THE PROBLEM:
Look through the data below. Show each line where the string "aliases" occurs.

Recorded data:
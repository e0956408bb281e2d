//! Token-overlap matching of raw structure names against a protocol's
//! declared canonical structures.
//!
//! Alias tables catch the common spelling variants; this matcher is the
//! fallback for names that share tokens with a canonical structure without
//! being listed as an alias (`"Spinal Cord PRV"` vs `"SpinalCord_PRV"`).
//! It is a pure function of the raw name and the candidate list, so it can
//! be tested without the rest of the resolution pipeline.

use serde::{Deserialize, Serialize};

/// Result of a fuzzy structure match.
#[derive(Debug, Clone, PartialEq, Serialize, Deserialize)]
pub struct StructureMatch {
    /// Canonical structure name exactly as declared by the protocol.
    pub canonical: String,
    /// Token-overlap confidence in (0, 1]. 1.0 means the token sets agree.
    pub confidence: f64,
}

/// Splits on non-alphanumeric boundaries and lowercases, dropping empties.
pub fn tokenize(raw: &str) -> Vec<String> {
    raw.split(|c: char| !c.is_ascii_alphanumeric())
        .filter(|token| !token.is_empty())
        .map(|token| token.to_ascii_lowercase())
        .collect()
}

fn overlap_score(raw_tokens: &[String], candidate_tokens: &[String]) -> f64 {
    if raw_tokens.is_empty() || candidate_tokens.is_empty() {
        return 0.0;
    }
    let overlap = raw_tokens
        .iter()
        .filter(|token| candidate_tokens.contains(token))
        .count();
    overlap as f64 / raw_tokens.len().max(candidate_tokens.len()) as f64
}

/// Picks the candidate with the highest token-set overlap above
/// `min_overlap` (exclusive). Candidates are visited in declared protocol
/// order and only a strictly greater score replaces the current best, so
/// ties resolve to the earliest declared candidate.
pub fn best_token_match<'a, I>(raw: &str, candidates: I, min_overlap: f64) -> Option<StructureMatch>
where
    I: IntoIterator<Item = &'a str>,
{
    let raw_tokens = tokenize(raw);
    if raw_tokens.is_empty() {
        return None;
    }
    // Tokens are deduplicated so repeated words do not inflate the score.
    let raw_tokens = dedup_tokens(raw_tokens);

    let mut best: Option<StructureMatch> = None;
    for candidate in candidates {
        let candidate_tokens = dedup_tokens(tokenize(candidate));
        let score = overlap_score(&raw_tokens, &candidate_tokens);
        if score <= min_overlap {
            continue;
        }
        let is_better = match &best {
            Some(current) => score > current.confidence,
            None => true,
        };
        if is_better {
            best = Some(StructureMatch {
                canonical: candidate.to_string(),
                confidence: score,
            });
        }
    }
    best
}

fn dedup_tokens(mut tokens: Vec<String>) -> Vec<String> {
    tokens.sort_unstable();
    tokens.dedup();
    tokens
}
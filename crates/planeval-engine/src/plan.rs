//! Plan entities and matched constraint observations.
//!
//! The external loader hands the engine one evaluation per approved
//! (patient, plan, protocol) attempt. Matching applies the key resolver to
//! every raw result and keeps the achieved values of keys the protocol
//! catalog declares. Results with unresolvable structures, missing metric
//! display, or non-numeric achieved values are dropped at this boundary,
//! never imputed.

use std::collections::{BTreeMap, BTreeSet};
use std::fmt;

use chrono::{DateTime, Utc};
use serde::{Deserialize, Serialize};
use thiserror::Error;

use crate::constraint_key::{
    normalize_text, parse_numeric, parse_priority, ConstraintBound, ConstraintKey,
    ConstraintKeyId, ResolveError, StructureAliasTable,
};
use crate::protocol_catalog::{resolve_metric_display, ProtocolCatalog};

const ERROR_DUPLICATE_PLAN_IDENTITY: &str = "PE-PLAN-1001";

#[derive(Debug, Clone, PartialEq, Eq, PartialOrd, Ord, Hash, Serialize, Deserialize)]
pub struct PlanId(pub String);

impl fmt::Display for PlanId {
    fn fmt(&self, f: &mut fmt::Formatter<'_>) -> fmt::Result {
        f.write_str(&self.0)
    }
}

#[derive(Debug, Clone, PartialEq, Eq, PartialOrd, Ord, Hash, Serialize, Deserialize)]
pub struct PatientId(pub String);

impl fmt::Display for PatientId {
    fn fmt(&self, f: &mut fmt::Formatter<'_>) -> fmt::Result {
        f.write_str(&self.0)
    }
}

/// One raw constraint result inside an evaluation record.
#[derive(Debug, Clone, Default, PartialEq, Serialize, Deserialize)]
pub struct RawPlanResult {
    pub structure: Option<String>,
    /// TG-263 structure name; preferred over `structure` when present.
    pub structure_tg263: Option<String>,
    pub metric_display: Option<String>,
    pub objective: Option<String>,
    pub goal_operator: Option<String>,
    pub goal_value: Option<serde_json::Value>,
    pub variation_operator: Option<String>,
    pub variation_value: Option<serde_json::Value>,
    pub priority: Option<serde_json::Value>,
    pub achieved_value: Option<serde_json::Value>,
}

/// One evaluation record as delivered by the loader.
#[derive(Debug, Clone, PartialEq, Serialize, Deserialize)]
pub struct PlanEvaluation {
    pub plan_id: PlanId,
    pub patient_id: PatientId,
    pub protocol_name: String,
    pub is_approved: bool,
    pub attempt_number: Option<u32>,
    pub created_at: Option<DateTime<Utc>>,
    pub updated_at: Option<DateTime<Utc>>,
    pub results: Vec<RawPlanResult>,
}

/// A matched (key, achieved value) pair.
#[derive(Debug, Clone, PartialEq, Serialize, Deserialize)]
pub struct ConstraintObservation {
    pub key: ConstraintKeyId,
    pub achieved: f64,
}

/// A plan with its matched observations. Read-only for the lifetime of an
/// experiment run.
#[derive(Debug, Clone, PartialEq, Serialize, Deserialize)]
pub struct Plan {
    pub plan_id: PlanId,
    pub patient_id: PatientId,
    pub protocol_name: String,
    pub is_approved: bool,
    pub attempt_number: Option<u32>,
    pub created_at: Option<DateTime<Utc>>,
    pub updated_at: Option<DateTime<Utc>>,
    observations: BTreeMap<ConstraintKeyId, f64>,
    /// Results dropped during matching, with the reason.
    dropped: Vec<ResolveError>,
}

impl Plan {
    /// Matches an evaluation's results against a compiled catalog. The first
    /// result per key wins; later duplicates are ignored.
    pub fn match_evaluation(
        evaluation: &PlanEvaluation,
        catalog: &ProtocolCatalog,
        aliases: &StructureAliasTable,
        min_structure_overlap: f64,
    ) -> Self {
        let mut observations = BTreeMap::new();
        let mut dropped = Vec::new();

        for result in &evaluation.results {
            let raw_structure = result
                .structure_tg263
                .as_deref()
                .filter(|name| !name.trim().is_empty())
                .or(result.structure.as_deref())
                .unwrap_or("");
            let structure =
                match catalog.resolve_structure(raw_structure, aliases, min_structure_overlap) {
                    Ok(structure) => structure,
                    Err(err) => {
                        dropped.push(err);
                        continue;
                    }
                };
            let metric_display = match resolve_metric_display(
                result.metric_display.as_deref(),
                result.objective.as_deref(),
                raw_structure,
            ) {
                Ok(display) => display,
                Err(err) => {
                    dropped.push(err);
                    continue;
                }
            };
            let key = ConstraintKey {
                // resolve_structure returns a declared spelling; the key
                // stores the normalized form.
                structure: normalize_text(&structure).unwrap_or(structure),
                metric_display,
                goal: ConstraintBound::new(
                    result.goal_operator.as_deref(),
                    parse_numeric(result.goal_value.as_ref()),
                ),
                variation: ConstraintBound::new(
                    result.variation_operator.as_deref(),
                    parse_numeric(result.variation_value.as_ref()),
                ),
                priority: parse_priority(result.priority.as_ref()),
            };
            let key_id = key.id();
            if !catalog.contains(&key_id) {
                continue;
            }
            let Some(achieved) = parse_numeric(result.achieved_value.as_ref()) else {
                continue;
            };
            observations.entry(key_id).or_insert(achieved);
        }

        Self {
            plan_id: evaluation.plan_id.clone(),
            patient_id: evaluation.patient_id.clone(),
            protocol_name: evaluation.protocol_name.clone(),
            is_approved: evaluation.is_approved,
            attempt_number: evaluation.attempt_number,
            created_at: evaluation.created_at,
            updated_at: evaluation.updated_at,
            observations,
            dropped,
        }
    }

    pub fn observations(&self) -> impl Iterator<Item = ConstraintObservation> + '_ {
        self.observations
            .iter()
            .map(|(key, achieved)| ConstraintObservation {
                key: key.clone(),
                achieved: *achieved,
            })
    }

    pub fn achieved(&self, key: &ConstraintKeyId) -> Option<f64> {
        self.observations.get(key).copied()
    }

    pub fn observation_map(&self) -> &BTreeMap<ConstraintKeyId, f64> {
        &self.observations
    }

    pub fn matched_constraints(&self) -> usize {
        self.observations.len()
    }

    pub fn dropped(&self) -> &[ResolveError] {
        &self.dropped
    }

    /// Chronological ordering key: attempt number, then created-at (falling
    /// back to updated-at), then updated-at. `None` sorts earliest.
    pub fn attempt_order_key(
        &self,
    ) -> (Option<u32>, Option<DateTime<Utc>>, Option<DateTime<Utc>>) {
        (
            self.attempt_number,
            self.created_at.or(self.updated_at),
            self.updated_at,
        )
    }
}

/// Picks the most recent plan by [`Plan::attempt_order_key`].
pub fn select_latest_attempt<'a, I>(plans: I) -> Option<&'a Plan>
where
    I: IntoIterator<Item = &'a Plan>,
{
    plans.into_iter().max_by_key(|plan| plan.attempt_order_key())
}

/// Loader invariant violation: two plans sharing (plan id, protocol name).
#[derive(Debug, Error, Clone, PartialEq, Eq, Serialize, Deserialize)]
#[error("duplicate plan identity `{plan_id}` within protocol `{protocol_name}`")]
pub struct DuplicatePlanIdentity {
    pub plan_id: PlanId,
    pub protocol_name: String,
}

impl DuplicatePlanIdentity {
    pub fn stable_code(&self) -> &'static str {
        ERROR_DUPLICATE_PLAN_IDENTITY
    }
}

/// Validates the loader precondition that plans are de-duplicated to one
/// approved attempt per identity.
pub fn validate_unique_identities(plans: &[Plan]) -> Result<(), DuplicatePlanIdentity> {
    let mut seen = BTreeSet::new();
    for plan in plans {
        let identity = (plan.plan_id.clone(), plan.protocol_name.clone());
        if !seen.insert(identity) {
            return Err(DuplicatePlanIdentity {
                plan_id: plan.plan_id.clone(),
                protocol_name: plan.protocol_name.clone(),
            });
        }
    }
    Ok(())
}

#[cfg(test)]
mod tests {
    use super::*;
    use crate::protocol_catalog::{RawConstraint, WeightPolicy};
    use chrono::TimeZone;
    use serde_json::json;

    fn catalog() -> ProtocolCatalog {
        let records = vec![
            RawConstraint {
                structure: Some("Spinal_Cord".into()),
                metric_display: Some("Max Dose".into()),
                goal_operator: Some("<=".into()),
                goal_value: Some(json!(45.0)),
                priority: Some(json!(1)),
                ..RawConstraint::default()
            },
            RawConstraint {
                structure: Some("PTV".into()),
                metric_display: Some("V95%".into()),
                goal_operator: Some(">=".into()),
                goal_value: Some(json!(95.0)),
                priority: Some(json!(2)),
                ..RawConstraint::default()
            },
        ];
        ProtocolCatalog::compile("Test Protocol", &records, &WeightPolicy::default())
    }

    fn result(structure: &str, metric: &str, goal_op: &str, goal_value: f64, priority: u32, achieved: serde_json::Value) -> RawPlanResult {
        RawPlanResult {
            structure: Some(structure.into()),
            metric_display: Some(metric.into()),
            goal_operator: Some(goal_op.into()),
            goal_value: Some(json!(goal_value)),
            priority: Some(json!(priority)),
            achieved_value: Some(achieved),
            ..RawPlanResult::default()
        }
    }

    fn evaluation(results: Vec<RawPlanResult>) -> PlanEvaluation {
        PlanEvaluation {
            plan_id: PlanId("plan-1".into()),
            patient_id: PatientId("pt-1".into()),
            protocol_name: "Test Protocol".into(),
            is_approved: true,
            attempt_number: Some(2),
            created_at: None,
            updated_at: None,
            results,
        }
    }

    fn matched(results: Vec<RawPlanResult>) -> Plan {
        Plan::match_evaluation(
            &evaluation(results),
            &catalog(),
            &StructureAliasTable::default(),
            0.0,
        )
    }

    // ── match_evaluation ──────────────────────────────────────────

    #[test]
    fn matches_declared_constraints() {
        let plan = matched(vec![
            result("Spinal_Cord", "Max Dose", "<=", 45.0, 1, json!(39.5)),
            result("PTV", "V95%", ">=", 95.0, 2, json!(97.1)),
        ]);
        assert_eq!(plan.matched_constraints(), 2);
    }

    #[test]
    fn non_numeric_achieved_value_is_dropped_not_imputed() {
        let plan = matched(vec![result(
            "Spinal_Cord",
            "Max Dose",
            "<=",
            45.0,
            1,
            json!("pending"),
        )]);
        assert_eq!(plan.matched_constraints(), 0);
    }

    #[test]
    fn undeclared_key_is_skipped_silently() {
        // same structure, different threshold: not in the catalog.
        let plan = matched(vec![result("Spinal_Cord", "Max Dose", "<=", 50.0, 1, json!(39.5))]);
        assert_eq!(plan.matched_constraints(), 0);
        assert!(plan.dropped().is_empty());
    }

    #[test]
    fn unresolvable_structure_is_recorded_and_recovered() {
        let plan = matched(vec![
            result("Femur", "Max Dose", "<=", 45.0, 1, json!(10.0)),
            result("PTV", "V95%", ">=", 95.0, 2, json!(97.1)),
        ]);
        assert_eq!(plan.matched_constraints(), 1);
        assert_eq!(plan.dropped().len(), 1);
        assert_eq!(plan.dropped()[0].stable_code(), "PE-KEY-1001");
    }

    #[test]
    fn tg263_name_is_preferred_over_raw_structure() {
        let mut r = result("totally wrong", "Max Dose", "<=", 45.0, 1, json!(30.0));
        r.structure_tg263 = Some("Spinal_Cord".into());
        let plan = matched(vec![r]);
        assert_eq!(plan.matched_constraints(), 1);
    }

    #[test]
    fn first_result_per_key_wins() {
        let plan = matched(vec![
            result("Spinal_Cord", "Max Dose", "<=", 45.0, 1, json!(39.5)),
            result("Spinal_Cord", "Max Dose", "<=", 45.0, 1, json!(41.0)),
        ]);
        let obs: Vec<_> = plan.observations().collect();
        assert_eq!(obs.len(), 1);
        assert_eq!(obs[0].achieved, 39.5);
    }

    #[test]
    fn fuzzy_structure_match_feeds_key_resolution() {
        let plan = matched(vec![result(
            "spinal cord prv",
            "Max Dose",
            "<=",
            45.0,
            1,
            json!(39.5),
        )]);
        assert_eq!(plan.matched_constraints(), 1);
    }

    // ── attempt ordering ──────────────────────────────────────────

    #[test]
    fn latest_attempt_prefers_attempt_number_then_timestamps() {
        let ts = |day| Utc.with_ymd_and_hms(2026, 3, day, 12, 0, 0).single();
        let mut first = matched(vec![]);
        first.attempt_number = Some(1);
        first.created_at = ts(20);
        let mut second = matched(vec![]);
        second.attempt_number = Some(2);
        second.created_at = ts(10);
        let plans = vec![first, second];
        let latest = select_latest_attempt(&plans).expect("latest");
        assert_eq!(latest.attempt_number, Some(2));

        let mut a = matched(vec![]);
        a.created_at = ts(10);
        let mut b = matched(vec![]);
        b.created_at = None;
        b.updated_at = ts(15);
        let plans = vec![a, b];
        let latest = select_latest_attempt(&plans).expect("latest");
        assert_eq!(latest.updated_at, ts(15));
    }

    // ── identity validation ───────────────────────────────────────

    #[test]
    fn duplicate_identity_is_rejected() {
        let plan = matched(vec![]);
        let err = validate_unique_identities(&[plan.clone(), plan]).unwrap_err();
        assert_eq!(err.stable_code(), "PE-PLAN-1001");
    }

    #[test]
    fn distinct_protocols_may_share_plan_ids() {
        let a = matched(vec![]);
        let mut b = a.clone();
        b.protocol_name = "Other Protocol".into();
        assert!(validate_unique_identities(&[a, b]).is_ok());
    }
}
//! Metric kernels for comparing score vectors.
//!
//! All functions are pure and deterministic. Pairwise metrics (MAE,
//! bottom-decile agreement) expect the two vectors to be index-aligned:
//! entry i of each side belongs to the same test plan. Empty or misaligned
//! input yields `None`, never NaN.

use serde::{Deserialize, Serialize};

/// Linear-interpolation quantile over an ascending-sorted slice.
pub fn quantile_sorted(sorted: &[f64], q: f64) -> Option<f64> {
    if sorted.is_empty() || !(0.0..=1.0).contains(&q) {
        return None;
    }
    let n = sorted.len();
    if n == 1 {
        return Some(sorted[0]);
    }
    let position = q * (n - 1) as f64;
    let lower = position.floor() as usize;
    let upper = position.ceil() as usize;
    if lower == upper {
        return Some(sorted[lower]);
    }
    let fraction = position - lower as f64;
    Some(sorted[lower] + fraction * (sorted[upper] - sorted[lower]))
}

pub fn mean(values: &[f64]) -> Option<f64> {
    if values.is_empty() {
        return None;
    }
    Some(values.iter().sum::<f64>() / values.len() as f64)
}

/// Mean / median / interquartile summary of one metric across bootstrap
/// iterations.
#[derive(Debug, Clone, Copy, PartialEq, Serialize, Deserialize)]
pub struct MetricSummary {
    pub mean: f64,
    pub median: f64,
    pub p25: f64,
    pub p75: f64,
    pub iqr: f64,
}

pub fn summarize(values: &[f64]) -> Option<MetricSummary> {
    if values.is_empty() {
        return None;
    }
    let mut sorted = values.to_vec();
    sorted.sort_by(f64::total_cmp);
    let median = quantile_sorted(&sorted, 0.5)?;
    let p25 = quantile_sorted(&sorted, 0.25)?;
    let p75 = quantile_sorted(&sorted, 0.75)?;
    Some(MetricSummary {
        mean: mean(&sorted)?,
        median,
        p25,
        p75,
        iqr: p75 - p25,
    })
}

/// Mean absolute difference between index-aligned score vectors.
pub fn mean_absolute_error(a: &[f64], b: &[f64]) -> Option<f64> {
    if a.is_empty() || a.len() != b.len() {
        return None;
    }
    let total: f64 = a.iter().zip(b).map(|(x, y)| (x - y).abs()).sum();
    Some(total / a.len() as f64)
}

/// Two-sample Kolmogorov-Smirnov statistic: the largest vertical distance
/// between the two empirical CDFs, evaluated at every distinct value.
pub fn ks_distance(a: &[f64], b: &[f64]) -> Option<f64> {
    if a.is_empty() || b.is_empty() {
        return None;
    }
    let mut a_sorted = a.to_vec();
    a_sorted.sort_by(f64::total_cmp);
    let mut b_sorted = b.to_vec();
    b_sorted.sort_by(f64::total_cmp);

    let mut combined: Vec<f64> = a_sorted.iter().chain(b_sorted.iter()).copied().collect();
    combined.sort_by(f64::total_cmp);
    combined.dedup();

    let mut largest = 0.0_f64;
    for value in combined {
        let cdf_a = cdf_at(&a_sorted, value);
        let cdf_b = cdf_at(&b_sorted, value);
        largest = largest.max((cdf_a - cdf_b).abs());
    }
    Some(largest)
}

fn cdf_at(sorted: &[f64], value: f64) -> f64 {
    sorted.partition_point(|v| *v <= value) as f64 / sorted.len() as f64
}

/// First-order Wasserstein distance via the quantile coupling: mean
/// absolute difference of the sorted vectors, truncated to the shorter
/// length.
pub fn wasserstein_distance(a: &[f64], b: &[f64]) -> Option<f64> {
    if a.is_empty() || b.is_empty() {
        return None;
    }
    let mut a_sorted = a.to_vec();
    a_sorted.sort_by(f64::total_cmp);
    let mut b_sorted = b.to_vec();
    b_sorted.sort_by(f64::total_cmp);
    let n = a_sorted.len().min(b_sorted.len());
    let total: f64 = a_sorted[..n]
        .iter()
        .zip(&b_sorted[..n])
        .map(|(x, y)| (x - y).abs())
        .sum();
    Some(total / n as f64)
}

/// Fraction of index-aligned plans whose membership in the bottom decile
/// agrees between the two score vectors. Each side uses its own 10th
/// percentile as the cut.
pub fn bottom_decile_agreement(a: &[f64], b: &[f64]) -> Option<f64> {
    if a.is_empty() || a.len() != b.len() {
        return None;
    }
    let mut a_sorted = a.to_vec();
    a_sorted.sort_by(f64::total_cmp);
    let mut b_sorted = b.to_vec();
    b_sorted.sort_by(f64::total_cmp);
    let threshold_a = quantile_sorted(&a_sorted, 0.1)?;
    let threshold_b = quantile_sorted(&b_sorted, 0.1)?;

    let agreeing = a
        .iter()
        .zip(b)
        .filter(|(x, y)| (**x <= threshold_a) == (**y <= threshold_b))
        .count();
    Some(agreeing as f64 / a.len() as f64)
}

WRITTEN RESPONSE:
        aliases: &StructureAliasTable,
                match catalog.resolve_structure(raw_structure, aliases, min_structure_overlap) {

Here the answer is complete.